[WHAT TO PRODUCE]: Print the records again, matching each line exactly.

• • • • • • •

use fibre_refresh::{CachedEntry, Registry};
use std::sync::atomic::{AtomicBool, AtomicU64, Ordering};
use std::sync::Arc;
use std::thread;
use std::time::Duration;
use tracing_subscriber::EnvFilter;

#[derive(Debug)]
struct Settings {
  revision: u64,
  endpoint: String,
}

fn main() {
  tracing_subscriber::fmt()
    .with_env_filter(
      EnvFilter::try_from_default_env().unwrap_or_else(|_| EnvFilter::new("fibre_refresh=debug")),
    )
    .with_thread_ids(true)
    .init();

  let registry = Registry::new();
  let revision = Arc::new(AtomicU64::new(0));

  // The "source of truth" that the cached values are derived from.
  let settings = CachedEntry::new(&registry, "settings", {
    let revision = revision.clone();
    move || {
      let revision = revision.fetch_add(1, Ordering::SeqCst);
      thread::sleep(Duration::from_millis(100));
      Settings {
        revision,
        endpoint: format!("https://api.example.com/v{}", revision + 1),
      }
    }
  });

  // A value derived from the settings, refreshed under the same key.
  let banner = CachedEntry::new(&registry, "settings", {
    let settings = settings.clone();
    move || match settings.get() {
      Ok(settings) => format!("rev {} -> {}", settings.revision, settings.endpoint),
      Err(e) => format!("settings unavailable: {e}"),
    }
  });

  let running = Arc::new(AtomicBool::new(true));

  // The periodic refresh driver.
  let refresher = {
    let registry = registry.clone();
    let running = running.clone();
    thread::spawn(move || {
      while running.load(Ordering::Relaxed) {
        thread::sleep(Duration::from_millis(500));
        let marked = registry.refresh(&"settings");
        println!("[refresher] marked {marked} entries for reload");
      }
    })
  };

  let readers: Vec<_> = (0..3)
    .map(|id| {
      let banner = banner.clone();
      thread::spawn(move || {
        for _ in 0..10 {
          match banner.get() {
            Ok(value) => println!("[reader {id}] {value}"),
            Err(e) => println!("[reader {id}] load failed: {e}"),
          }
          thread::sleep(Duration::from_millis(200));
        }
      })
    })
    .collect();

  for reader in readers {
    reader.join().expect("reader thread panicked");
  }
  running.store(false, Ordering::Relaxed);
  refresher.join().expect("refresher thread panicked");

  println!("\nFinal state: {:#?}", settings);
}
use std::error::Error as StdError;

/// The boxed error type loaders report failures with.
pub type BoxError = Box<dyn StdError + Send + Sync + 'static>;

/// Errors that can occur when building a `Registry`.
#[derive(Debug, Clone, PartialEq, Eq, thiserror::Error)]
pub enum BuildError {
  /// The registry was configured with a shard amount that the underlying
  /// concurrent map cannot use. It must be a power of two greater than one.
  #[error("shard amount must be a power of two greater than one, got {0}")]
  InvalidShardAmount(usize),
}

/// The loader of a `CachedEntry` failed.
///
/// The entry keeps its previous value (if it had one) and stays marked for
/// reload, so the next `get()` tries again.
#[derive(Debug, thiserror::Error)]
#[error("failed to load cached value: {source}")]
pub struct LoadError {
  #[source]
  source: BoxError,
}

impl LoadError {
  pub(crate) fn new(source: impl Into<BoxError>) -> Self {
    Self {
      source: source.into(),
    }
  }

  /// Returns the error the loader produced.
  pub fn into_inner(self) -> BoxError {
    self.source
  }

  /// Attempts to view the loader's error as a concrete type.
  pub fn downcast_ref<E: StdError + 'static>(&self) -> Option<&E> {
    self.source.downcast_ref::<E>()
  }
}
#![allow(dead_code)]

use fibre_refresh::{CachedEntry, Registry, RefreshKey};
use std::sync::{
  atomic::{AtomicUsize, Ordering},
  Arc,
};
use std::thread;
use std::time::Duration;

/// A loader that returns how many times it has been called before, starting
/// at zero, optionally sleeping first to simulate a slow computation.
#[derive(Clone, Default)]
pub struct CountingLoader {
  pub calls: Arc<AtomicUsize>,
  pub delay: Option<Duration>,
}

impl CountingLoader {
  pub fn new() -> Self {
    Self::default()
  }

  pub fn slow(delay: Duration) -> Self {
    Self {
      calls: Arc::new(AtomicUsize::new(0)),
      delay: Some(delay),
    }
  }

  pub fn calls(&self) -> usize {
    self.calls.load(Ordering::SeqCst)
  }

  pub fn entry<K: RefreshKey>(&self, registry: &Registry<K>, key: K) -> CachedEntry<K, usize> {
    let loader = self.clone();
    CachedEntry::new(registry, key, move || {
      if let Some(delay) = loader.delay {
        thread::sleep(delay);
      }
      loader.calls.fetch_add(1, Ordering::SeqCst)
    })
  }
}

• • • • • • •

[REPLY]:
use fibre_refresh::{CachedEntry, Registry};
use std::sync::atomic::{AtomicBool, AtomicU64, Ordering};
use std::sync::Arc;
use std::thread;
use std::time::Duration;
use tracing_subscriber::EnvFilter;

#[derive(Debug)]
struct Settings {
  revision: u64,
  endpoint: String,
}

fn main() {
  tracing_subscriber::fmt()
    .with_env_filter(
      EnvFilter::try_from_default_env().unwrap_or_else(|_| EnvFilter::new("fibre_refresh=debug")),
    )
    .with_thread_ids(true)
    .init();

  let registry = Registry::new();
  let revision = Arc::new(AtomicU64::new(0));

  // The "source of truth" that the cached values are derived from.
  let settings = CachedEntry::new(&registry, "settings", {
    let revision = revision.clone();
    move || {
      let revision = revision.fetch_add(1, Ordering::SeqCst);
      thread::sleep(Duration::from_millis(100));
      Settings {
        revision,
        endpoint: format!("https://api.example.com/v{}", revision + 1),
      }
    }
  });

  // A value derived from the settings, refreshed under the same key.
  let banner = CachedEntry::new(&registry, "settings", {
    let settings = settings.clone();
    move || match settings.get() {
      Ok(settings) => format!("rev {} -> {}", settings.revision, settings.endpoint),
      Err(e) => format!("settings unavailable: {e}"),
    }
  });

  let running = Arc::new(AtomicBool::new(true));

  // The periodic refresh driver.
  let refresher = {
    let registry = registry.clone();
    let running = running.clone();
    thread::spawn(move || {
      while running.load(Ordering::Relaxed) {
        thread::sleep(Duration::from_millis(500));
        let marked = registry.refresh(&"settings");
        println!("[refresher] marked {marked} entries for reload");
      }
    })
  };

  let readers: Vec<_> = (0..3)
    .map(|id| {
      let banner = banner.clone();
      thread::spawn(move || {
        for _ in 0..10 {
          match banner.get() {
            Ok(value) => println!("[reader {id}] {value}"),
            Err(e) => println!("[reader {id}] load failed: {e}"),
          }
          thread::sleep(Duration::from_millis(200));
        }
      })
    })
    .collect();

  for reader in readers {
    reader.join().expect("reader thread panicked");
  }
  running.store(false, Ordering::Relaxed);
  refresher.join().expect("refresher thread panicked");

  println!("\nFinal state: {:#?}", settings);
}
use std::error::Error as StdError;

/// The boxed error type loaders report failures with.
pub type BoxError = Box<dyn StdError + Send + Sync + 'static>;

/// Errors that can occur when building a `Registry`.
#[derive(Debug, Clone, PartialEq, Eq, thiserror::Error)]
pub enum BuildError {
  /// The registry was configured with a shard amount that the underlying
  /// concurrent map cannot use. It must be a power of two greater than one.
  #[error("shard amount must be a power of two greater than one, got {0}")]
  InvalidShardAmount(usize),
}

/// The loader of a `CachedEntry` failed.
///
/// The entry keeps its previous value (if it had one) and stays marked for
/// reload, so the next `get()` tries again.
#[derive(Debug, thiserror::Error)]
#[error("failed to load cached value: {source}")]
pub struct LoadError {
  #[source]
  source: BoxError,
}

impl LoadError {
  pub(crate) fn new(source: impl Into<BoxError>) -> Self {
    Self {
      source: source.into(),
    }
  }

  /// Returns the error the loader produced.
  pub fn into_inner(self) -> BoxError {
    self.source
  }

  /// Attempts to view the loader's error as a concrete type.
  pub fn downcast_ref<E: StdError + 'static>(&self) -> Option<&E> {
    self.source.downcast_ref::<E>()
  }
}
#![allow(dead_code)]

use fibre_refresh::{CachedEntry, Registry, RefreshKey};
use std::sync::{
  atomic::{AtomicUsize, Ordering},
  Arc,
};
use std::thread;
use std::time::Duration;

/// A loader that returns how many times it has been called before, starting
/// at zero, optionally sleeping first to simulate a slow computation.
#[derive(Clone, Default)]
pub struct CountingLoader {
  pub calls: Arc<AtomicUsize>,
  pub delay: Option<Duration>,
}

impl CountingLoader {
  pub fn new() -> Self {
    Self::default()
  }

  pub fn slow(delay: Duration) -> Self {
    Self {
      calls: Arc::new(AtomicUsize::new(0)),
      delay: Some(delay),
    }
  }

  pub fn calls(&self) -> usize {
    self.calls.load(Ordering::SeqCst)
  }

  pub fn entry<K: RefreshKey>(&self, registry: &Registry<K>, key: K) -> CachedEntry<K, usize> {
    let loader = self.clone();
    CachedEntry::new(registry, key, move || {
      if let Some(delay) = loader.delay {
        thread::sleep(delay);
      }
      loader.calls.fetch_add(1, Ordering::SeqCst)
    })
  }
}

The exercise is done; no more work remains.